Assignment. When the string "OneOff" appears in a line of the records, show the whole line.

Data excerpts
= = = = = = =

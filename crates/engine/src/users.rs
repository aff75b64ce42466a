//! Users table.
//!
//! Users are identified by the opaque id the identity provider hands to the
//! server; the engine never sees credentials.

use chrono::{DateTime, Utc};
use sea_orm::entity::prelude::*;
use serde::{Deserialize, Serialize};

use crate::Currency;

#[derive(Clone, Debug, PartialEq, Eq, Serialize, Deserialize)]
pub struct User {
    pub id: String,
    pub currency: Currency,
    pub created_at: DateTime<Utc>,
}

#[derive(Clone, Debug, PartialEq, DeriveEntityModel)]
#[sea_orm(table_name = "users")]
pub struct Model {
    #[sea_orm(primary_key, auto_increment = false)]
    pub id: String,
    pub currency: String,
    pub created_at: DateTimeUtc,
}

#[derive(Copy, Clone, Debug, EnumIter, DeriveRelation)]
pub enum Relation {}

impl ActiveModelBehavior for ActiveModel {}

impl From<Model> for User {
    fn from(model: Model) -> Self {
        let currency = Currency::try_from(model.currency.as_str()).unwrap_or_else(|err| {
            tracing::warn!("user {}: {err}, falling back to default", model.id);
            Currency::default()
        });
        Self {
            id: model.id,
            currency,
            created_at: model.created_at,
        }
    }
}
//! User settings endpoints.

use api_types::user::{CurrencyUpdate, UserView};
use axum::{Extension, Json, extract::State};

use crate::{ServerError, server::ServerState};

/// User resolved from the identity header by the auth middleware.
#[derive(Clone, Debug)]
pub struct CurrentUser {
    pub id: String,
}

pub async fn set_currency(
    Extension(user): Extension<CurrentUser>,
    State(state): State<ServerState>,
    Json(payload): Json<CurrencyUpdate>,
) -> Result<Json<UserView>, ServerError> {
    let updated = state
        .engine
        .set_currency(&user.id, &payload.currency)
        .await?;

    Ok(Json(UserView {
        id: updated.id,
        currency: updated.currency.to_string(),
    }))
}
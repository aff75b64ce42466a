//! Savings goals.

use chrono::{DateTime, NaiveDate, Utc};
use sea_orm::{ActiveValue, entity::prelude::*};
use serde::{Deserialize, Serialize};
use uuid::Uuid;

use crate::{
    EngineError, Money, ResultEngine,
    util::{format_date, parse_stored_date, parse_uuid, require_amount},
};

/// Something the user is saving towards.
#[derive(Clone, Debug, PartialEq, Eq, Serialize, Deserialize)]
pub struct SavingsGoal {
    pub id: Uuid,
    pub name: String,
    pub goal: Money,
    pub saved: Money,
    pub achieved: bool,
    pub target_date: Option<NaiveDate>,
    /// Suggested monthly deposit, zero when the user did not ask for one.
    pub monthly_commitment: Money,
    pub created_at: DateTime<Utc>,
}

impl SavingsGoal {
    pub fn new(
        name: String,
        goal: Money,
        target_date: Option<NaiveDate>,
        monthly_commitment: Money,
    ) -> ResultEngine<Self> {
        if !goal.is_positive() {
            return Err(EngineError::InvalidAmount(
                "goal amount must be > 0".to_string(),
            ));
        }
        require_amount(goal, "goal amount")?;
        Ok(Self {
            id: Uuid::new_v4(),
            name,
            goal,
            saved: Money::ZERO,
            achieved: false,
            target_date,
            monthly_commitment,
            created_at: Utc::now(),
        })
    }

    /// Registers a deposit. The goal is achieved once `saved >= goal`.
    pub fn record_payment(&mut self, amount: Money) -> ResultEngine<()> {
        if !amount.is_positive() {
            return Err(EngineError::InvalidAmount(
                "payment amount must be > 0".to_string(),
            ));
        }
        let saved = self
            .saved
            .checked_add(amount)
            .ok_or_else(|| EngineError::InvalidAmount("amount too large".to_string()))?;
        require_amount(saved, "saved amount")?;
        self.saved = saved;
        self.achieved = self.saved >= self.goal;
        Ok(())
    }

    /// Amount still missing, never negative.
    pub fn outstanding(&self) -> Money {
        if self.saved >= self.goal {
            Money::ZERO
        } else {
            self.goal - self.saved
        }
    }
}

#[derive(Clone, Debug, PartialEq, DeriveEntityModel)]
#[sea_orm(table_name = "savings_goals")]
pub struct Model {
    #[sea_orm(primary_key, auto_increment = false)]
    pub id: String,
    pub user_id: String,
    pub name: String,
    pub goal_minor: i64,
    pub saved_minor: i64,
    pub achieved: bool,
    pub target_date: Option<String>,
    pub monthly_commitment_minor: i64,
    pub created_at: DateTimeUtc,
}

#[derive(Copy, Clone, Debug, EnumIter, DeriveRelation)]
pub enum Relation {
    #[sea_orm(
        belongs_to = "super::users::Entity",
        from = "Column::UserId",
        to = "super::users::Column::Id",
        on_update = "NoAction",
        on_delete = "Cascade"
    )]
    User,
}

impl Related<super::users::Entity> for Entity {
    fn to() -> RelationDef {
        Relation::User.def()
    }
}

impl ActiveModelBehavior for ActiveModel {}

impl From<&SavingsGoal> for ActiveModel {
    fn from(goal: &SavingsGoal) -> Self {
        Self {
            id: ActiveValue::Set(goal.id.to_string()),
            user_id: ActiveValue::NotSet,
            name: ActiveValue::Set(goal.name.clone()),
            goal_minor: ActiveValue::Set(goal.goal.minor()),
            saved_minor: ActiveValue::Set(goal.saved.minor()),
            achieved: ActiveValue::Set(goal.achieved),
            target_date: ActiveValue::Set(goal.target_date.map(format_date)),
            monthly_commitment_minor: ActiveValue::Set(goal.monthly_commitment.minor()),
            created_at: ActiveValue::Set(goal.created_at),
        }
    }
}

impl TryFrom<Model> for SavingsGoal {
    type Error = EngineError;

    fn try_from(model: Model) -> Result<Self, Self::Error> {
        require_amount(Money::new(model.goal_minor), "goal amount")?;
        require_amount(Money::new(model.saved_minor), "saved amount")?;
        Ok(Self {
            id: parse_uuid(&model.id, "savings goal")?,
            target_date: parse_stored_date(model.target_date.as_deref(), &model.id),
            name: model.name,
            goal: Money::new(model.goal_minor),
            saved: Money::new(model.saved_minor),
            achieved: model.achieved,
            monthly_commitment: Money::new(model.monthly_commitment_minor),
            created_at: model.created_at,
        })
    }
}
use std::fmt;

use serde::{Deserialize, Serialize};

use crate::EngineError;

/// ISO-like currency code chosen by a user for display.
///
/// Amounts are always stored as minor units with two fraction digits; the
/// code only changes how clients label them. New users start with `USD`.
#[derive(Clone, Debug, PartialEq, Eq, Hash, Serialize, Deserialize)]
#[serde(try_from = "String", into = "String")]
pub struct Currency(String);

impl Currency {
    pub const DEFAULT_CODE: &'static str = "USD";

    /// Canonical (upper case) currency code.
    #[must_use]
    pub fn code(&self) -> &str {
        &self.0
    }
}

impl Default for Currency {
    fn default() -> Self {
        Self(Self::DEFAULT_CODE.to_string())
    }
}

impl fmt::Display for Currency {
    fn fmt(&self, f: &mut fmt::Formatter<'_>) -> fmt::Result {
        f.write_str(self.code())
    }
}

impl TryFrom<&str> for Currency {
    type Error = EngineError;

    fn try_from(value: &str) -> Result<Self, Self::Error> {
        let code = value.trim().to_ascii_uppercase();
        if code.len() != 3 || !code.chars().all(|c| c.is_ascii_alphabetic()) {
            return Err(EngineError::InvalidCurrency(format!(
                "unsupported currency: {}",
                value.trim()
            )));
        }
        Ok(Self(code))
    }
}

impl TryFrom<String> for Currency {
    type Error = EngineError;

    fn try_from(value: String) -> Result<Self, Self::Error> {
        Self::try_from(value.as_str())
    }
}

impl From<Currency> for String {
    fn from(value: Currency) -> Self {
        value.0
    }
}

= = = = = = =

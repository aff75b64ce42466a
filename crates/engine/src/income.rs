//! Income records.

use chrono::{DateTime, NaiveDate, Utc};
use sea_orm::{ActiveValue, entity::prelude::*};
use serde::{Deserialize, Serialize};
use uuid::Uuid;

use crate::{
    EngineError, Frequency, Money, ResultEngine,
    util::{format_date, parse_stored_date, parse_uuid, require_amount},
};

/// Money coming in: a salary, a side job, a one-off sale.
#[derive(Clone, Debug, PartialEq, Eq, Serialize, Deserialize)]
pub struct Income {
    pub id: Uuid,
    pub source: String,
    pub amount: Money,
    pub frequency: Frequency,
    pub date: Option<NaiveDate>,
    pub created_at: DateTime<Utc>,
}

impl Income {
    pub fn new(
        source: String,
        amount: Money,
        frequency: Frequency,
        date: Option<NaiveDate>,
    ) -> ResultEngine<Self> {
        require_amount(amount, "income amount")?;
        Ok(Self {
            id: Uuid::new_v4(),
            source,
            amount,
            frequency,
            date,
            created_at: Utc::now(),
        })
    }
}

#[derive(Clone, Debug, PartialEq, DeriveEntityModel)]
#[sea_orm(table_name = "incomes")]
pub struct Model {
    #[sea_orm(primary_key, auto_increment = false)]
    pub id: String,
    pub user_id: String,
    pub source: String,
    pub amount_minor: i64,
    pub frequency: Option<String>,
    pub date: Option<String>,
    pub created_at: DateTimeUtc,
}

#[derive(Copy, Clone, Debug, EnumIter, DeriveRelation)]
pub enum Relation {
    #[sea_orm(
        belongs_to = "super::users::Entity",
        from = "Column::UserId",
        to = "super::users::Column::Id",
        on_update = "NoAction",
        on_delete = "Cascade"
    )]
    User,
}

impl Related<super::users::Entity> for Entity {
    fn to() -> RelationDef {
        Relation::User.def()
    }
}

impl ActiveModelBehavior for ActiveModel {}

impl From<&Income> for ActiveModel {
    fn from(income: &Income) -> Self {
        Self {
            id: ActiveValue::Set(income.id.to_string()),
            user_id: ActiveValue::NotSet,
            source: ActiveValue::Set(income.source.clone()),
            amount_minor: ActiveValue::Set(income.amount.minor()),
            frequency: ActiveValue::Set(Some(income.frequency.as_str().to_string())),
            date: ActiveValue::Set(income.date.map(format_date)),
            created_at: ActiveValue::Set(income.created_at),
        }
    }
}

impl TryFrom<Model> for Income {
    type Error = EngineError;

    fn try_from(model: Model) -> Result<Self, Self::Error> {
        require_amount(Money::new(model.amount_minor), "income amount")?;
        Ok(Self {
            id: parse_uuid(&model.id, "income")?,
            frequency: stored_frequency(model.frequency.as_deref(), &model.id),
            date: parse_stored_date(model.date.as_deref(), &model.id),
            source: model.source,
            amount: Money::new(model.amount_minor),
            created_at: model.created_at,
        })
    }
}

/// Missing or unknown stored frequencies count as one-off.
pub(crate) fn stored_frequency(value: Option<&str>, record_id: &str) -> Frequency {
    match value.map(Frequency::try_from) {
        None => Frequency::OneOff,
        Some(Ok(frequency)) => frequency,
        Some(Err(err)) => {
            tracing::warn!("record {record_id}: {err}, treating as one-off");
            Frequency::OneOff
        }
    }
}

= = = = = = =

Exercise response.
        None => Frequency::OneOff,
            Frequency::OneOff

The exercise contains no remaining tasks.